→ Problem requirements: Show the lines below that contain the string "ResolvedFields".

→ Supplied data:
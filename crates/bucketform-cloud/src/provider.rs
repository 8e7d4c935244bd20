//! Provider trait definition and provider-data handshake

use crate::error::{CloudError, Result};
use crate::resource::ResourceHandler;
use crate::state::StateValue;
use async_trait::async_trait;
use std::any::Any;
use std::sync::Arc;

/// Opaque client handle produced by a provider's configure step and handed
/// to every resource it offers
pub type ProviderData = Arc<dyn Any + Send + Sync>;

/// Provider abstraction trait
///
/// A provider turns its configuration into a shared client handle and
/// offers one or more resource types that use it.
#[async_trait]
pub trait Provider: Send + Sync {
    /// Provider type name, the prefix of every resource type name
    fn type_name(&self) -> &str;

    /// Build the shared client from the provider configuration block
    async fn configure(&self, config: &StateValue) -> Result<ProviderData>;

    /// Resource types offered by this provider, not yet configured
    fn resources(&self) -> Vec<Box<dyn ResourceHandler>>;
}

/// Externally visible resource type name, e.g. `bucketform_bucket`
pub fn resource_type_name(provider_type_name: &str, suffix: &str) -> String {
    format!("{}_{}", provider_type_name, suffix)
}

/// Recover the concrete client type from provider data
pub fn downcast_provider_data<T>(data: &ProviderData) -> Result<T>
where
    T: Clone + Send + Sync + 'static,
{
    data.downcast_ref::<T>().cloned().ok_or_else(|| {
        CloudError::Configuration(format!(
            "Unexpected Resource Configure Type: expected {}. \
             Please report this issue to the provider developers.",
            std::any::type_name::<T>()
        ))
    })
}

--

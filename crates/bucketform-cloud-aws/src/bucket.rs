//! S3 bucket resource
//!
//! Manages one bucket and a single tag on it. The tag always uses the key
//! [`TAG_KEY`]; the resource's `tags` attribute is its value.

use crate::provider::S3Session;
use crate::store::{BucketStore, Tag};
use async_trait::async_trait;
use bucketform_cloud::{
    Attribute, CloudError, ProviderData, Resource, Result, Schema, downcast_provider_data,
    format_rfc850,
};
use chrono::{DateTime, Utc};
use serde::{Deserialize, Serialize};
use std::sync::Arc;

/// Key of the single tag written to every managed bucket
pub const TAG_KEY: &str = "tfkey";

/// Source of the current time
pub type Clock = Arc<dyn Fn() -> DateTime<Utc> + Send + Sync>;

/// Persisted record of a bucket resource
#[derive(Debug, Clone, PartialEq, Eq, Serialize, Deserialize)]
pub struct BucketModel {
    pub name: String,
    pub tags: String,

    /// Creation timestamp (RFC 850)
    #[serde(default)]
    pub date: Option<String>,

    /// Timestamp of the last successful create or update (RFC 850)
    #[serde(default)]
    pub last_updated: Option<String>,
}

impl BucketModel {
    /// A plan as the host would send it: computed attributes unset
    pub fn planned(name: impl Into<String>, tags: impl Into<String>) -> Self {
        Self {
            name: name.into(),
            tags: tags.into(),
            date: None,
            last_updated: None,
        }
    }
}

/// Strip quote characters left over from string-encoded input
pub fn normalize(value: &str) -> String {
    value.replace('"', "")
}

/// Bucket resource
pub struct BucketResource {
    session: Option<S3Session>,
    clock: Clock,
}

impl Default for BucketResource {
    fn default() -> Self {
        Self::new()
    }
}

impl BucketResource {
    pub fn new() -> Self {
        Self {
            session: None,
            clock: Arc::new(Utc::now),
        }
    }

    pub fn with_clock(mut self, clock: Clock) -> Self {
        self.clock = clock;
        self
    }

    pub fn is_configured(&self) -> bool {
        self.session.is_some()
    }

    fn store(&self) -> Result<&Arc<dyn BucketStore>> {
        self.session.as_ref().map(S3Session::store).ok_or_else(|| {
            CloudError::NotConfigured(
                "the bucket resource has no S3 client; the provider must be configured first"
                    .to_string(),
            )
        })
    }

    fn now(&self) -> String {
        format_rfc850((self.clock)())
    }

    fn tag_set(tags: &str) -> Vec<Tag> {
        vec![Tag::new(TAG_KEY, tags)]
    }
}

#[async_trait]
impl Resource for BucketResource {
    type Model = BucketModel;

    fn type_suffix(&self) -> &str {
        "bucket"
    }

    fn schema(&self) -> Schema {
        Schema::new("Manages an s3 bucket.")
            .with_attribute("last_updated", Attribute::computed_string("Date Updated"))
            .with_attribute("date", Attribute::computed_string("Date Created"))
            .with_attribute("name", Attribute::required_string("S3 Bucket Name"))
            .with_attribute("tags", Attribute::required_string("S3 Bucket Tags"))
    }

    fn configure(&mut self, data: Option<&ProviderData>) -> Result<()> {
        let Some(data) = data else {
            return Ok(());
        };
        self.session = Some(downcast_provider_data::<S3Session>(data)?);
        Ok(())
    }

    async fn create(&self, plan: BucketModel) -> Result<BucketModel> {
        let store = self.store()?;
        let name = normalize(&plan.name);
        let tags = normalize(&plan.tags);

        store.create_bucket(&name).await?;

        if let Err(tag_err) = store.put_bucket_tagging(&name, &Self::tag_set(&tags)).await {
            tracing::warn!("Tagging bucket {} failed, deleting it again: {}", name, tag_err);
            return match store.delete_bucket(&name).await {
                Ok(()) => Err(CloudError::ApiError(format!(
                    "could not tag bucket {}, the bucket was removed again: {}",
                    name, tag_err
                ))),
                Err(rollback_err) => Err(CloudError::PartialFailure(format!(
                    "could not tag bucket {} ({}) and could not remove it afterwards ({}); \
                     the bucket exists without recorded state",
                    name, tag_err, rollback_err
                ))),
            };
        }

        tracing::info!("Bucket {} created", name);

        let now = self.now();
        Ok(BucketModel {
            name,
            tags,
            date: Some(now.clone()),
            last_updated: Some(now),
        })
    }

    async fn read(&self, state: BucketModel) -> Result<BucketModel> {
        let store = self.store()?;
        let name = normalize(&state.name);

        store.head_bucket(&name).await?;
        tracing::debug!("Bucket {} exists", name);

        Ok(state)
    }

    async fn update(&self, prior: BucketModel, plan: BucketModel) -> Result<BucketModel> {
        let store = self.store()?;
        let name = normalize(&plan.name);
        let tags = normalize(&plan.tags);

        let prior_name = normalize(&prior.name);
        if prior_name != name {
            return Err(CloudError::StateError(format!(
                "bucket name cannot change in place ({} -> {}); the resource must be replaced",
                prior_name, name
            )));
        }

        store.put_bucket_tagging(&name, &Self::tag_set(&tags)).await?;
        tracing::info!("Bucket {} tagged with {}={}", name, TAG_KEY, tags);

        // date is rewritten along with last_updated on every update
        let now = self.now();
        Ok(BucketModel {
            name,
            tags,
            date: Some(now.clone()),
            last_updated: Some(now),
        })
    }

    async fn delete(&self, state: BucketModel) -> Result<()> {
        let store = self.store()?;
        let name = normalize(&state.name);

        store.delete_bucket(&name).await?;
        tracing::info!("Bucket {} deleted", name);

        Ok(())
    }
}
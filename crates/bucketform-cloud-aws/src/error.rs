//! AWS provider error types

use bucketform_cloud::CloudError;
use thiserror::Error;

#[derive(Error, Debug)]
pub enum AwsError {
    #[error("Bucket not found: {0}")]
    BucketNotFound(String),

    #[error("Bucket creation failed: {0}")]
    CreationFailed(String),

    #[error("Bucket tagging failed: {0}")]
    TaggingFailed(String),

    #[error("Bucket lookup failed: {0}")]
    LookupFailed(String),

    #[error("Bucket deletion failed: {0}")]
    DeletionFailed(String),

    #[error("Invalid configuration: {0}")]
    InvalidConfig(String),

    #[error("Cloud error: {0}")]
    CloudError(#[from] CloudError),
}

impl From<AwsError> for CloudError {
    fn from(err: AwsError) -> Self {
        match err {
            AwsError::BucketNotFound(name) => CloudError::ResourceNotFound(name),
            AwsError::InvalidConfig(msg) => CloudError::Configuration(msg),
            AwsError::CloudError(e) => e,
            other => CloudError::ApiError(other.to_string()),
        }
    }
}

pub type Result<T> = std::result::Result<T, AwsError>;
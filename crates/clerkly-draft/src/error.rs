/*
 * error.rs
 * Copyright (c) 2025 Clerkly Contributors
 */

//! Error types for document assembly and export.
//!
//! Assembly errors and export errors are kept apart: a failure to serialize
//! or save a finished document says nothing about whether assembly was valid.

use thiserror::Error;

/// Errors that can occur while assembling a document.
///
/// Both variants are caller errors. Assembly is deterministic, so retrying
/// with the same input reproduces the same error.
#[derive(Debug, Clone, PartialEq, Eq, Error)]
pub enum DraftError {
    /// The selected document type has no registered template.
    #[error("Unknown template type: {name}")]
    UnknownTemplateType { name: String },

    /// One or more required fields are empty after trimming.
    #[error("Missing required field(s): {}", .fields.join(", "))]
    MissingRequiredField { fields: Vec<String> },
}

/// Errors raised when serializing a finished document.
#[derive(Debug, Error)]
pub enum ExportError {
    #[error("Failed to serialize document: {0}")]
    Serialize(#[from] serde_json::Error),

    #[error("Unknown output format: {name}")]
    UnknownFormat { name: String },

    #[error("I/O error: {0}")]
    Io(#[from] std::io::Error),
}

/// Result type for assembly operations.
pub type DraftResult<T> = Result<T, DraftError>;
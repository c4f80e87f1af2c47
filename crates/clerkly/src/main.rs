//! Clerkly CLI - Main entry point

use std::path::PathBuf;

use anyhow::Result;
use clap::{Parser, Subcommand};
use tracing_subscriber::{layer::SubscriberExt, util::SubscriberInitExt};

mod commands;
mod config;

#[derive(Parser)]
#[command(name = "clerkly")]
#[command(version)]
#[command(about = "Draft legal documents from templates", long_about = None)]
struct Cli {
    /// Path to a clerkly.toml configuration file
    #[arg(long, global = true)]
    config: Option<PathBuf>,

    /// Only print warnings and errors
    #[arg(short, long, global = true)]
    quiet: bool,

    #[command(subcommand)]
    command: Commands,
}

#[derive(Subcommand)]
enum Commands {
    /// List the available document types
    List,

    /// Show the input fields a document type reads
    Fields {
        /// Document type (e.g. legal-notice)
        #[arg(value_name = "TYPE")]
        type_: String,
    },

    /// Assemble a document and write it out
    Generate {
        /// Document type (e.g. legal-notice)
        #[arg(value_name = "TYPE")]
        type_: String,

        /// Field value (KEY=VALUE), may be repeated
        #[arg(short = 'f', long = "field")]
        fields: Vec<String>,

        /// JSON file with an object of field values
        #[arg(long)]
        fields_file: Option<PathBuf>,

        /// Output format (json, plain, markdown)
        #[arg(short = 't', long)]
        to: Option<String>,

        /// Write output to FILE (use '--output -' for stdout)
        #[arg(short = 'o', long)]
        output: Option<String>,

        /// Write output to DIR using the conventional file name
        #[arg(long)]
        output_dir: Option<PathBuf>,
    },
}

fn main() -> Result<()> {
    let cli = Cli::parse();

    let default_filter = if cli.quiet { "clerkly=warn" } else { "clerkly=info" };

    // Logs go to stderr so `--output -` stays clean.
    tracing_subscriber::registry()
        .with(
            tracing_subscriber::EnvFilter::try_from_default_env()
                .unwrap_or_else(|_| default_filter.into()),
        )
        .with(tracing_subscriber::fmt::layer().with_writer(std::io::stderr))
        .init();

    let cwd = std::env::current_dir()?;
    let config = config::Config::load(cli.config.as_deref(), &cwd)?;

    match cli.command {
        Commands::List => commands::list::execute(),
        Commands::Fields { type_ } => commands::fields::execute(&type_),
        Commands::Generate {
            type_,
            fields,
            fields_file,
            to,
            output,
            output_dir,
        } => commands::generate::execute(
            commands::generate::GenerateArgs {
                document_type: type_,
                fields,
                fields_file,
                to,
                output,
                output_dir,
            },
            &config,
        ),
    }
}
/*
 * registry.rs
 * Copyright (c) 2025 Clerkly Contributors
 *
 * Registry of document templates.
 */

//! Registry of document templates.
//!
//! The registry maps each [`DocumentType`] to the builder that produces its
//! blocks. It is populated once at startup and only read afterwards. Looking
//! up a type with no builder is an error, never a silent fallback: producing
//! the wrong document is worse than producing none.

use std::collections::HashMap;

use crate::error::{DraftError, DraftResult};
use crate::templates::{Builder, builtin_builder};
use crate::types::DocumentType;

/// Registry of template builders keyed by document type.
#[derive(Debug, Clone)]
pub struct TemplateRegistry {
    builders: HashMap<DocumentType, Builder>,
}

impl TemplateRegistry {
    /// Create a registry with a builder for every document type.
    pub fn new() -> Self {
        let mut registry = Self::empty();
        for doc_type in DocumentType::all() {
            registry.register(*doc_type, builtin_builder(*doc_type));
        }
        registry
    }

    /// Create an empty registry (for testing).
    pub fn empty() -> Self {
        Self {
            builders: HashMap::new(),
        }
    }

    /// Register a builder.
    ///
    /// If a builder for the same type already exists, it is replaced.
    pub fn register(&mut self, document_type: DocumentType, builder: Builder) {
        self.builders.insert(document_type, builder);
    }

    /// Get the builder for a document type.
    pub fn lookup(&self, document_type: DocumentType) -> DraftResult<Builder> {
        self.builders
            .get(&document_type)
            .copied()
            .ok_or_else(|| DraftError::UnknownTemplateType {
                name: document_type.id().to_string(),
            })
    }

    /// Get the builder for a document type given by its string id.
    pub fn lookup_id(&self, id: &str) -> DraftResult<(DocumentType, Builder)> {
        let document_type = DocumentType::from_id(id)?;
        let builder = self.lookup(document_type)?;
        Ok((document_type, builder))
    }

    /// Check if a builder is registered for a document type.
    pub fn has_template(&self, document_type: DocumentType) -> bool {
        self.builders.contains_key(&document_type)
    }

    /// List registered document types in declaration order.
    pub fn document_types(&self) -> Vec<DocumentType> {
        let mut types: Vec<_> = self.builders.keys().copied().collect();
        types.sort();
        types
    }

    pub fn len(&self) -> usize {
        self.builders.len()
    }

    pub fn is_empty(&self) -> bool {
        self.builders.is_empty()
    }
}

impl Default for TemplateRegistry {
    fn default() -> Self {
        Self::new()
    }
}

...

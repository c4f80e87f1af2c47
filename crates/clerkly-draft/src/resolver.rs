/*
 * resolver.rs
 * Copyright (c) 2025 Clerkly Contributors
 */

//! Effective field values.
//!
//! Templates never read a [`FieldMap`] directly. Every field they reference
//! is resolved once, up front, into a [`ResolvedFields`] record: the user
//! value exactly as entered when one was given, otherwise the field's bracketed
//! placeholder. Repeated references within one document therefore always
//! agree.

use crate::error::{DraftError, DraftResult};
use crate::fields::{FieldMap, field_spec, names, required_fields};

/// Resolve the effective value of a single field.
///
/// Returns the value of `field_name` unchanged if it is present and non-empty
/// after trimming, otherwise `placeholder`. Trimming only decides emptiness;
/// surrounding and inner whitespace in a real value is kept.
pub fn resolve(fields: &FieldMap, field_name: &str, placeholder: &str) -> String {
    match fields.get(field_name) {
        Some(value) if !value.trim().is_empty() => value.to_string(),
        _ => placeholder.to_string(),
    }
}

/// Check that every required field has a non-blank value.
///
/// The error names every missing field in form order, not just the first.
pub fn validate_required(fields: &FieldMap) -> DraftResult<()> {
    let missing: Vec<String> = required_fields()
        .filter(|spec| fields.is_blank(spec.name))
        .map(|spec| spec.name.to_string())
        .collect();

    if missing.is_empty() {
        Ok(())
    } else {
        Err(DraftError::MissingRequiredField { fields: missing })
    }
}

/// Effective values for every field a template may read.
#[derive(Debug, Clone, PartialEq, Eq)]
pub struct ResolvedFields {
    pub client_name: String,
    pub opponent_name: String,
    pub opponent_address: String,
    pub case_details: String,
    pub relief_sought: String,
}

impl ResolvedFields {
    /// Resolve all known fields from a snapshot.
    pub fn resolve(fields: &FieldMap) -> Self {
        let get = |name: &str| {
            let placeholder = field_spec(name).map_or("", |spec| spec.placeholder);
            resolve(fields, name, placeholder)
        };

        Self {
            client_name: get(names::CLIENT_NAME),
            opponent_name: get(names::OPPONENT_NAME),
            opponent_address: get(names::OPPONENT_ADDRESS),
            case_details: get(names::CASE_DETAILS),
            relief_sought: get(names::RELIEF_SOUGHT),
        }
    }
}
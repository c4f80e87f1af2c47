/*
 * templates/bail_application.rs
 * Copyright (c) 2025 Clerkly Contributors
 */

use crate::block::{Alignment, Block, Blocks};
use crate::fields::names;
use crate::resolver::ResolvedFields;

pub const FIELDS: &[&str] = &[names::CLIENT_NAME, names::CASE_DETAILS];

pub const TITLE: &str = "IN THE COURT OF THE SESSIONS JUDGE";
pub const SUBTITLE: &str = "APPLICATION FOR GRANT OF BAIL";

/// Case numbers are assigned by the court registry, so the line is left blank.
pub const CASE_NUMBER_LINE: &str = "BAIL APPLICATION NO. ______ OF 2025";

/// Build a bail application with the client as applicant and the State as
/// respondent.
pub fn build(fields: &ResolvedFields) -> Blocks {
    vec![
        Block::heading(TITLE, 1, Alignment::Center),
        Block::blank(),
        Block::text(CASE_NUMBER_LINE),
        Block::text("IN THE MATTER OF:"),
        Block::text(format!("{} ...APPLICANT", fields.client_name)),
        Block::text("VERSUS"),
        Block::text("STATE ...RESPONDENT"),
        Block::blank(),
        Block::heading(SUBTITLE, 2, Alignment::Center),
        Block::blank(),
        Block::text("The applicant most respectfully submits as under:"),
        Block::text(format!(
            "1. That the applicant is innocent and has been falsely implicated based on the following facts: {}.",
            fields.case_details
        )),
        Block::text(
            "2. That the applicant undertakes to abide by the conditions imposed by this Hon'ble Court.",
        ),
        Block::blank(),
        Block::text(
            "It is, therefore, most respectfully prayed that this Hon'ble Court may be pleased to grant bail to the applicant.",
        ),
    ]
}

→ Response area:
//! is resolved once, up front, into a [`ResolvedFields`] record: the user
pub struct ResolvedFields {
impl ResolvedFields {
use crate::resolver::ResolvedFields;
pub fn build(fields: &ResolvedFields) -> Blocks {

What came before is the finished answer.